As night falls, stallholders hang oil lamps over their wares and the woodsmoke smell of cooking begins to lace the air. Pran starts to feel hungry and asks for some pakoras. Digging in his pocket, he finds he has no money, and for some reason no one will give him credit, even when he explains that his uncle will soon pay them back. For a while he loiters, hoping someone will take pity on him. No one does. Little by little his empty stomach starts to rumble, an unfamiliar, frightening sensation. He wanders around, his bruised body aching, a reek of dried excrement rising up from his crusted clothes. Standing on the corner under the high mansion wall, he has to flatten himself against it to let a funeral procession go past. A smattering of lamp-carrying mourners follows a bier, carried by half a dozen white-masked men. The corpse, wrapped tightly in cotton strips, is strewn with marigold petals. A couple of subdued and portly priests bustle ahead, obviously eager to finish the job.
‘Ah, it’s the nasty little half-baked bread. Come to beg on my corner?’

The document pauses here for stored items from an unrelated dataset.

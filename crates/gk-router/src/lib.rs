pub mod command_request;
pub mod error;
pub mod handlers;
pub mod metrics;
pub mod registry;
pub mod reply;
pub mod router;

pub use command_request::CommandRequest;
pub use error::{Result, RouterError};
pub use handlers::response_builder::{
    build_command_list_reply, build_denial_reply, build_pong_reply, build_unknown_command_reply,
    build_user_list_reply, build_welcome_reply, build_whoami_reply,
};
pub use handlers::setrole::handle_setrole;
pub use handlers::users::handle_users;
pub use handlers::whoami::handle_whoami;
pub use metrics::Metrics;
pub use registry::{COMMANDS, CommandSpec};
pub use reply::Reply;
pub use router::CommandRouter;
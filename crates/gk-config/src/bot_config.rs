use crate::{ConfigError, ConfigErrorResult};

use serde::Deserialize;

#[derive(Debug, Clone, Deserialize, Default)]
#[serde(default)]
pub struct BotConfig {
    /// Identity of the operator. Bypasses every role check, so there is
    /// no usable zero default: the value must be configured explicitly.
    pub owner_id: i64,
}

impl BotConfig {
    pub fn validate(&self) -> ConfigErrorResult<()> {
        if self.owner_id == 0 {
            return Err(ConfigError::bot(
                "bot.owner_id must be set to the operator's identity (non-zero)",
            ));
        }

        Ok(())
    }
}
use crate::models::identity::Identity;
use crate::models::role::Role;

use serde::{Deserialize, Serialize};

/// Projection returned by the recent-users listing.
#[derive(Debug, Clone, PartialEq, Eq, Serialize, Deserialize)]
pub struct RecentUser {
    pub identity: Identity,
    pub role: Role,
    pub handle: Option<String>,
}
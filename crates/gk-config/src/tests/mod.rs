mod config;

use std::env;

use tempfile::TempDir;

/// RAII guard for environment variables - automatically restores on drop
pub(crate) struct EnvGuard {
    key: &'static str,
    original: Option<String>,
}

impl EnvGuard {
    pub(crate) fn set(key: &'static str, value: &str) -> Self {
        unsafe {
            let original = env::var(key).ok();
            env::set_var(key, value);
            Self { key, original }
        }
    }

    #[allow(dead_code)]
    pub(crate) fn remove(key: &'static str) -> Self {
        unsafe {
            let original = env::var(key).ok();
            env::remove_var(key);
            Self { key, original }
        }
    }
}

impl Drop for EnvGuard {
    fn drop(&mut self) {
        unsafe {
            match &self.original {
                Some(val) => env::set_var(self.key, val),
                None => env::remove_var(self.key),
            }
        }
    }
}

/// Create a temp config directory and point GK_CONFIG_DIR at it
pub(crate) fn setup_config_dir() -> (TempDir, EnvGuard) {
    let temp = TempDir::new().unwrap();
    let guard = EnvGuard::set("GK_CONFIG_DIR", temp.path().to_str().unwrap());
    (temp, guard)
}
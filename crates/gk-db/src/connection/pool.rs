use crate::{DbError, Result};

use gk_core::ErrorLocation;

use std::panic::Location;
use std::path::Path;
use std::time::Duration;

use sqlx::SqlitePool;
use sqlx::sqlite::{
    SqliteConnectOptions, SqliteJournalMode, SqlitePoolOptions, SqliteSynchronous,
};

/// Opens (creating if missing) the SQLite database at `path`.
pub async fn connect(path: impl AsRef<Path>) -> Result<SqlitePool> {
    let path = path.as_ref();

    // Create parent directory if it doesn't exist
    if let Some(parent) = path.parent() {
        if !parent.as_os_str().is_empty() {
            tokio::fs::create_dir_all(parent)
                .await
                .map_err(|e| DbError::Initialization {
                    message: format!("Failed to create database directory: {}", e),
                    location: ErrorLocation::from(Location::caller()),
                })?;
        }
    }

    let options = SqliteConnectOptions::new()
        .filename(path)
        .create_if_missing(true)
        .journal_mode(SqliteJournalMode::Wal)
        .synchronous(SqliteSynchronous::Normal)
        .busy_timeout(Duration::from_secs(5));

    let pool = SqlitePoolOptions::new()
        .max_connections(10)
        .connect_with(options)
        .await?;

    // Enable foreign keys
    sqlx::query("PRAGMA foreign_keys = ON")
        .execute(&pool)
        .await?;

    Ok(pool)
}

/// Applies the embedded schema migrations.
pub async fn run_migrations(pool: &SqlitePool) -> Result<()> {
    sqlx::migrate!("./migrations")
        .run(pool)
        .await
        .map_err(|e| DbError::Migration {
            message: format!("Migration failed: {}", e),
            location: ErrorLocation::from(Location::caller()),
        })?;

    Ok(())
}
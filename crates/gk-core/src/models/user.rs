use crate::models::identity::Identity;
use crate::models::role::Role;

use chrono::{DateTime, Utc};
use serde::{Deserialize, Serialize};

/// Full persisted user record.
///
/// `created_at` is set on first sighting and never rewritten; the profile
/// fields track whatever the transport last reported.
#[derive(Debug, Clone, Serialize, Deserialize)]
pub struct User {
    pub identity: Identity,
    pub display_name: Option<String>,
    pub handle: Option<String>,
    pub role: Role,
    pub created_at: DateTime<Utc>,
}
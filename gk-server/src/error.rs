use thiserror::Error;

#[derive(Error, Debug)]
pub enum ServerError {
    #[error("Config error: {0}")]
    Config(#[from] gk_config::ConfigError),

    #[error("Logger error: {message}")]
    Logger { message: String },
}

pub type Result<T> = std::result::Result<T, ServerError>;
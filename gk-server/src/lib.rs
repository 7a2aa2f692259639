pub mod api;
pub mod app_state;
pub mod error;
pub mod health;
pub mod logger;
pub mod routes;

pub use api::error::{ApiError, Result as ApiResult};
pub use app_state::AppState;

pub use crate::routes::build_router;
use gk_core::ErrorLocation;

use std::panic::Location;

use thiserror::Error;

#[derive(Error, Debug)]
pub enum DbError {
    #[error("SQLx error: {source} {location}")]
    Sqlx {
        source: sqlx::Error,
        location: ErrorLocation,
    },

    #[error("Migration error: {message} {location}")]
    Migration {
        message: String,
        location: ErrorLocation,
    },

    #[error("Database initialization failed: {message} {location}")]
    Initialization {
        message: String,
        location: ErrorLocation,
    },
}

impl From<sqlx::Error> for DbError {
    #[track_caller]
    fn from(source: sqlx::Error) -> Self {
        Self::Sqlx {
            source,
            location: ErrorLocation::from(Location::caller()),
        }
    }
}

pub type Result<T> = std::result::Result<T, DbError>;
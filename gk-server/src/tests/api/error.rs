use crate::ApiError;

use gk_db::DbError;
use gk_router::RouterError;

use std::panic::Location;

use axum::http::StatusCode;
use axum::response::IntoResponse;
use error_location::ErrorLocation;
use http_body_util::BodyExt;

#[tokio::test]
async fn test_bad_request_returns_400_with_json_body() {
    let error = ApiError::BadRequest {
        message: "Expected a command envelope".into(),
        location: ErrorLocation::from(Location::caller()),
    };
    let response = error.into_response();

    assert_eq!(response.status(), StatusCode::BAD_REQUEST);

    let body = response.into_body().collect().await.unwrap().to_bytes();
    let json: serde_json::Value = serde_json::from_slice(&body).unwrap();

    assert_eq!(json["error"]["code"], "BAD_REQUEST");
    assert_eq!(json["error"]["message"], "Expected a command envelope");
}

#[tokio::test]
async fn test_timeout_returns_504_with_retry_hint() {
    let error = ApiError::Timeout {
        location: ErrorLocation::from(Location::caller()),
    };
    let response = error.into_response();

    assert_eq!(response.status(), StatusCode::GATEWAY_TIMEOUT);

    let body = response.into_body().collect().await.unwrap().to_bytes();
    let json: serde_json::Value = serde_json::from_slice(&body).unwrap();

    assert_eq!(json["error"]["code"], "TIMEOUT");
    assert!(
        json["error"]["message"]
            .as_str()
            .unwrap()
            .contains("try again")
    );
}

#[tokio::test]
async fn test_internal_error_returns_500() {
    let error = ApiError::Internal {
        message: "Command dispatch failed".into(),
        location: ErrorLocation::from(Location::caller()),
    };
    let response = error.into_response();

    assert_eq!(response.status(), StatusCode::INTERNAL_SERVER_ERROR);

    let body = response.into_body().collect().await.unwrap().to_bytes();
    let json: serde_json::Value = serde_json::from_slice(&body).unwrap();

    assert_eq!(json["error"]["code"], "INTERNAL_ERROR");
}

#[test]
fn test_router_error_converts_to_internal_without_storage_detail() {
    let db_err = DbError::Migration {
        message: "users table missing".into(),
        location: ErrorLocation::from(Location::caller()),
    };
    let api_err: ApiError = RouterError::from(db_err).into();

    match api_err {
        ApiError::Internal { message, .. } => {
            assert_eq!(message, "Command dispatch failed");
            assert!(!message.contains("users table"));
        }
        _ => panic!("Expected Internal error"),
    }
}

The voice is raucous, mocking. Pran looks down to see the old beggar with the withered legs. This man has sat in the same spot for as long as he can remember. His drawn face is grained with dirt, his skin the colour of coal, pocked by some childhood disease. He sits in front of a bowl hollowed out from a piece of orange peel, which contains a couple of small coins. Pran cannot meet his eye. Once, on impulse, he stole the beggar’s coins and ran away. It seemed funny at the time. Now he shuffles about and looks at the floor, and at the pair of grotesquely tapering stumps stuck out accusingly at the world.
‘I recall the time you stole my bowl and dared me to run after you and fetch it.’
Pran makes a non-committal noise in his throat.
‘How I laughed,’ says the beggar.
Pran nods. The beggar seems to want to chat, so he decides to ask the question which has been preying on his mind.
‘You don’t by any chance have some food, do you?’
The beggar stares at him with a look of wonder, and mutters a couple of lines of prayer. Pran takes this to mean he probably does not have food.
‘Well then, what am I supposed to do about eating?’
The beggar laughs so loudly that people in the street turn round to look. He thumps his hand against his thigh and drums his stumps on the floor.
‘He’s hungry!’ he shouts. ‘He’s hungry!’
Passers-by laugh and smile.
‘When my uncle comes –’ Pran starts, but the beggar only laughs harder.
‘What shall I do?’ he asks crossly.
When the beggar finally regains control of himself, he curls his lip into a nasty sneer. ‘Go and eat with your own people. They’ll feed you.’
‘Who are my own people?’
The beggar seems to find this even more funny.
‘You’ll find them at the Telegraph Club. Don’t worry, little half-baked. I’ll tell you what to say.’
The Agra Post and Telegraph Club is not the grandest club in the city. It is a plain Victorian building, a functional box of red brick with a stone portico attached to the front like a snub nose. Inside lingers a smell of fried food which cannot be eradicated, no matter how hard the cleaners scrub and polish. The cleaners scrub and polish hard, even violently, scouring the surfaces, waxing the floors, dusting until their arms ache. It is never good enough. There is still the smell of food fried in ghee, the rich unmistakable smell of India.